As he presses send on that last “goodnight Babes” text, you’re smiling and thinking to yourself how much you love this man. You close your eyes and go to sleep with dreams of your next date/sex session. At the same time he rolls over and kisses the woman that he lives with, after slowly tucking his phone under his pillow. Just in case he slips and she grabs the phone, he just changed his lock pattern, so there’s no guessing for her.  You call him your man. All your friends and family know him or know of him. You on the other hand, are the other woman. The one that has met a few associates and the best bud/cousin. You are alright with playing your role because he treats you well. Some may say that you’re a slut, ho, homewrecker, but you dont care because the d*&% is good and the gifts are better. You’re in a full relationship with dude and are not currently dating anyone else. The bad part is this relationship is one sided. He can’t chose you. He has to much to lose. Child support is a bitch these days and his girl is a good girl. Being in a one sided relationship sucks. No matter how much you try to sugar coat the good that he does, is it really worth the pain of pretending? You tell yourself that he doesn’t love her, her p&%$# is wack, or she doesn’t know how to please him. You know that you’ll allow him access to your entire soul. There’s nothing that you wouldn’t or haven’t done for him. But besides good d%$* and gifts, what has he given you? The truth is he just wants to have his cake and eat it too. You helping him fulfill his fantasy. You giving it to him anyway and anywhere he wants and then there’s his wifey who he goes home to play house with.Why did you put yourself in this position? Better yet how do you get out of it? I know everyone’s thinking that you should  just leave! But sometimes it’s not that simple. Why not, you ask? Because I love “my husband” and I don’t want to let him go. I’m hopeful that he will realize what I bring to the tanle and leave her for me. What do you think?

6 responses to ““He’s my Husband…. but I’m not his Wife”!

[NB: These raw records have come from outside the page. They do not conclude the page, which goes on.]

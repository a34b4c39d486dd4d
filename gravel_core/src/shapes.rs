//! # Plot Shapes
//!
//! Plan-view geometry of the area to be covered. Each shape variant carries
//! the raw dimension fields it needs, each with its own unit selector, and
//! knows how to reduce itself to an area in square feet.
//!
//! ## Example
//!
//! ```rust
//! use gravel_core::shapes::PlotDimensions;
//! use gravel_core::units::LinearUnit;
//!
//! let plot = PlotDimensions::Rectangular {
//!     length: 10.0,
//!     length_unit: LinearUnit::Feet,
//!     width: 5.0,
//!     width_unit: LinearUnit::Feet,
//! };
//! assert_eq!(plot.area_sqft().unwrap(), 50.0);
//! ```

use std::f64::consts::PI;
use std::fmt;
use std::str::FromStr;

use serde::{Deserialize, Serialize};

use crate::errors::{CalcError, CalcResult};
use crate::units::{AreaUnit, LinearUnit};

/// Shape tag used in history records and the shape selector.
#[derive(Debug, Clone, Copy, PartialEq, Eq, Hash, Serialize, Deserialize)]
#[serde(rename_all = "lowercase")]
pub enum Shape {
    Rectangular,
    Circular,
    Triangular,
    Irregular,
}

impl Shape {
    /// All selectable shapes, in menu order.
    pub const ALL: [Shape; 4] = [
        Shape::Rectangular,
        Shape::Circular,
        Shape::Triangular,
        Shape::Irregular,
    ];

    pub fn name(self) -> &'static str {
        match self {
            Shape::Rectangular => "rectangular",
            Shape::Circular => "circular",
            Shape::Triangular => "triangular",
            Shape::Irregular => "irregular",
        }
    }
}

impl fmt::Display for Shape {
    fn fmt(&self, f: &mut fmt::Formatter<'_>) -> fmt::Result {
        f.write_str(self.name())
    }
}

impl FromStr for Shape {
    type Err = CalcError;

    fn from_str(s: &str) -> Result<Self, Self::Err> {
        match s {
            "rectangular" => Ok(Shape::Rectangular),
            "circular" => Ok(Shape::Circular),
            "triangular" => Ok(Shape::Triangular),
            "irregular" => Ok(Shape::Irregular),
            other => Err(CalcError::unknown_shape(other)),
        }
    }
}

/// Raw plot dimensions as entered, one variant per shape.
///
/// Mixed units across fields are permitted: a rectangular plot may have its
/// length in meters and its width in feet. Each field converts through its
/// own unit factor before any geometry is applied.
///
/// ## JSON Example
///
/// ```json
/// { "shape": "rectangular", "length": 10.0, "length_unit": "ft",
///   "width": 5.0, "width_unit": "ft" }
/// ```
#[derive(Debug, Clone, PartialEq, Serialize, Deserialize)]
#[serde(tag = "shape", rename_all = "lowercase")]
pub enum PlotDimensions {
    /// Rectangular plot: area = length x width
    Rectangular {
        length: f64,
        length_unit: LinearUnit,
        width: f64,
        width_unit: LinearUnit,
    },
    /// Circular plot: area = pi * (diameter / 2)^2
    Circular {
        diameter: f64,
        diameter_unit: LinearUnit,
    },
    /// Triangular plot: area = base * height / 2
    Triangular {
        base: f64,
        base_unit: LinearUnit,
        height: f64,
        height_unit: LinearUnit,
    },
    /// Irregular plot: the user supplies the area directly.
    ///
    /// The raw area converts through an area-specific factor, never through
    /// a squared linear factor.
    Irregular { area: f64, area_unit: AreaUnit },
}

/// A raw dimension must be an actual number before conversion. NaN covers
/// the "field left empty" case from the input form.
fn require_finite(field: &'static str, value: f64) -> CalcResult<f64> {
    if value.is_finite() {
        Ok(value)
    } else {
        Err(CalcError::invalid_input(
            field,
            value.to_string(),
            "Field must be a valid number",
        ))
    }
}

impl PlotDimensions {
    /// The shape tag for this set of dimensions.
    pub fn shape(&self) -> Shape {
        match self {
            PlotDimensions::Rectangular { .. } => Shape::Rectangular,
            PlotDimensions::Circular { .. } => Shape::Circular,
            PlotDimensions::Triangular { .. } => Shape::Triangular,
            PlotDimensions::Irregular { .. } => Shape::Irregular,
        }
    }

    /// Reduce the raw dimensions to an area in square feet.
    ///
    /// Validates every raw numeric field before converting; a missing or
    /// non-numeric field aborts with `CalcError::InvalidInput` and produces
    /// no partial result.
    pub fn area_sqft(&self) -> CalcResult<f64> {
        match *self {
            PlotDimensions::Rectangular {
                length,
                length_unit,
                width,
                width_unit,
            } => {
                let length = require_finite("length", length)?;
                let width = require_finite("width", width)?;
                let length_ft = length_unit.to_feet(length);
                let width_ft = width_unit.to_feet(width);
                Ok(length_ft * width_ft)
            }
            PlotDimensions::Circular {
                diameter,
                diameter_unit,
            } => {
                let diameter = require_finite("diameter", diameter)?;
                let radius_ft = diameter_unit.to_feet(diameter) / 2.0;
                Ok(PI * radius_ft * radius_ft)
            }
            PlotDimensions::Triangular {
                base,
                base_unit,
                height,
                height_unit,
            } => {
                let base = require_finite("base", base)?;
                let height = require_finite("height", height)?;
                let base_ft = base_unit.to_feet(base);
                let height_ft = height_unit.to_feet(height);
                Ok(base_ft * height_ft / 2.0)
            }
            PlotDimensions::Irregular { area, area_unit } => {
                let area = require_finite("area", area)?;
                Ok(area_unit.to_square_feet(area))
            }
        }
    }
}

#[cfg(test)]
mod tests {
    use super::*;

    #[test]
    fn test_rectangular_area() {
        let plot = PlotDimensions::Rectangular {
            length: 10.0,
            length_unit: LinearUnit::Feet,
            width: 5.0,
            width_unit: LinearUnit::Feet,
        };
        assert_eq!(plot.area_sqft().unwrap(), 50.0);
    }

    #[test]
    fn test_rectangular_mixed_units() {
        // 2 m x 3 ft: each dimension converts through its own factor.
        let plot = PlotDimensions::Rectangular {
            length: 2.0,
            length_unit: LinearUnit::Meters,
            width: 3.0,
            width_unit: LinearUnit::Feet,
        };
        let expected = 2.0 * 3.28084 * 3.0;
        assert!((plot.area_sqft().unwrap() - expected).abs() < 1e-9);
    }

    #[test]
    fn test_circular_area() {
        let plot = PlotDimensions::Circular {
            diameter: 10.0,
            diameter_unit: LinearUnit::Feet,
        };
        // pi * 5^2 = 78.5398...
        assert!((plot.area_sqft().unwrap() - PI * 25.0).abs() < 1e-9);
    }

    #[test]
    fn test_triangular_area() {
        let plot = PlotDimensions::Triangular {
            base: 8.0,
            base_unit: LinearUnit::Feet,
            height: 6.0,
            height_unit: LinearUnit::Feet,
        };
        assert_eq!(plot.area_sqft().unwrap(), 24.0);
    }

    #[test]
    fn test_irregular_area_uses_area_factor() {
        let plot = PlotDimensions::Irregular {
            area: 100.0,
            area_unit: AreaUnit::SquareMeters,
        };
        assert!((plot.area_sqft().unwrap() - 1076.39).abs() < 1e-9);
    }

    #[test]
    fn test_nan_width_is_invalid_input() {
        let plot = PlotDimensions::Rectangular {
            length: 10.0,
            length_unit: LinearUnit::Feet,
            width: f64::NAN,
            width_unit: LinearUnit::Feet,
        };
        let err = plot.area_sqft().unwrap_err();
        assert_eq!(err.error_code(), "INVALID_INPUT");
    }

    #[test]
    fn test_shape_tag() {
        let plot = PlotDimensions::Circular {
            diameter: 1.0,
            diameter_unit: LinearUnit::Feet,
        };
        assert_eq!(plot.shape(), Shape::Circular);
        assert_eq!(plot.shape().to_string(), "circular");
    }

    #[test]
    fn test_shape_parse() {
        assert_eq!("triangular".parse::<Shape>().unwrap(), Shape::Triangular);
        let err = "hexagonal".parse::<Shape>().unwrap_err();
        assert_eq!(err.error_code(), "UNKNOWN_SHAPE");
    }

    #[test]
    fn test_serialization_roundtrip() {
        let plot = PlotDimensions::Triangular {
            base: 8.0,
            base_unit: LinearUnit::Meters,
            height: 6.0,
            height_unit: LinearUnit::Feet,
        };
        let json = serde_json::to_string(&plot).unwrap();
        assert!(json.contains("\"shape\":\"triangular\""));
        let roundtrip: PlotDimensions = serde_json::from_str(&json).unwrap();
        assert_eq!(plot, roundtrip);
    }
}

  1. this is deep… true story to many, hard to answer. it’s based on the lies the guy is giving that many naive women fall victim to, they remain hopeful that their happy ever after will come true. To answer the question yes, the other woman knows better , but if the guy is giving her hope by feeding her lies she might be confused. **living in Charlotte ‘s Web*

  2. A lot of times the “other” woman knows better and wants to leave, but cannot. What she doesn’t know is that the reason why she can’t leave may not simply be the good d%$* or the gifts, but having slept with this man, she has made a soul tie. Soul ties are difficult to get out of and the individual may not recognize what it is. »It’s deeper than the surface.

  3. I know I could count on you two beautiful intelligent ladies to comment and be objective. Thank you for the love. Please share with ur friends and keep reading. I promise it’ll be worth the read.

  4. Where to start?? This situation is all too common. The other woman doesn’t want to let go because she knows the qualities of this man. She knows his worth and potential. She knows almost everything about him just like his wife does. She’ll do almost anything for him. She wants that same relationship for herself, hoping that one day he will leave his wife. The longer this goes on the harder it is to sever ties. The man pretty much has two wives. Why we do it? I have NFC (no f#*%ing clue). The only way I see it is that society accepts this on both parts. Women know that they’re the other woman and they’re fine with that. Men know that they have a wife and a mistress and that’s cool.. We grew up seeing our moms, dads, aunts, uncle, cousins etc. do the same damn thing.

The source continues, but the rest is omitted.